The water level at Marion Reservoir rose about 3 feet from Monday to Tuesday. The reservoir gained about 6 billion gallons of water in 24 hours as it filled from conservation level to flood control level.

“It’s good to get the water levels back to normal,” ranger Emily Kaufman said.

Both lakes reported debris in the water that could be a threat to boats.

“I have observed several 6- to 8-foot logs, 12 inches in diameter, already out in the lake,” Hudson said.

Algae

The heavy rains will help control blue-green algae at the reservoir in the short term, but it isn’t clear what effect they will have in the long run, said Tom Stiles of Kansas Department of Health and Environment’s watershed management division.

“The water is murky, which will keep the lake from heating up and preventing the algae from blooming,” Stiles said. “If the water keeps running into the reservoir, it will have a chance to flush, which it hasn’t done in two years, and that can help get rid of the nutrients that help the algae grow.”

Water flowing in could have refueled the algae problem by flushing those same nutrients into the reservoir, though. Regular rain should cut down the chance of blooms, but if August is hot and dry, algae could come back, Stiles said.

Farming

The Cottonwood River overflowed near Florence, inundating fields of corn, soybeans, and hay.

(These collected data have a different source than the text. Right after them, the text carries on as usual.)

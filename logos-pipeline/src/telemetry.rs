//! Logging initialisation.

use tracing_subscriber::{fmt, prelude::*, EnvFilter};

/// Filter used when `RUST_LOG` is unset
pub const DEFAULT_FILTER: &str = "logos_pipeline=info,logos_core=info,logos_adapters_ollama=info";

/// Install a `fmt` subscriber filtered by `RUST_LOG`.
///
/// Fails if a global subscriber is already installed.
pub fn init_logging() -> anyhow::Result<()> {
    let filter = EnvFilter::try_from_default_env().unwrap_or_else(|_| EnvFilter::new(DEFAULT_FILTER));

    tracing_subscriber::registry()
        .with(fmt::layer().with_target(false))
        .with(filter)
        .try_init()?;
    Ok(())
}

Other areas were hit similarly hard.

“Every place that I farm is underwater,” said Jon Thole, who farms north of Marion. “I don’t know how bad the damage is because I can’t get in to see how bad it is. The road is covered with water.

“With a flash flood like that, there was nothing we could do to prepare,” he said.

“Clear Creek was high, Mud Creek was high, and the Cottonwood was high,” Thole said. “They all were high. It was a mess.”

The rain will be a boon for farmers whose fields weren’t flooded, but there can be too much of a good thing, extension agent Rickey Roberts said.

“We need it to dry now,” he said. “We don’t need any more rai. We need the sun to come out and try to get some drying action going on.

“There’s an old saying that it takes a flood to break a drought, and I think we finally broke the drought,” Roberts said.

The exact effect on crops won’t be known until fields dry, which may take weeks, he said.

“We have to get through August yet, but maybe for the first time in a few years here we’re going to have a good bean harvest,” he said.

John Ottensmeier, elevator operator at Cooperative Grain & Supply in Marion, said corn won’t benefit much from the rain.

“It will be good for beans and milo, but corn made up its mind earlier, by wheat harvest,” he said.

Ottensmeier said the rain would also be good for cattle ranchers, filling up cattle ponds.

Meteorology

Meteorologist Ken Cook with the National Weather Service said the storm was caused by a stalled front over Kansas with warm, moist air coming from the south.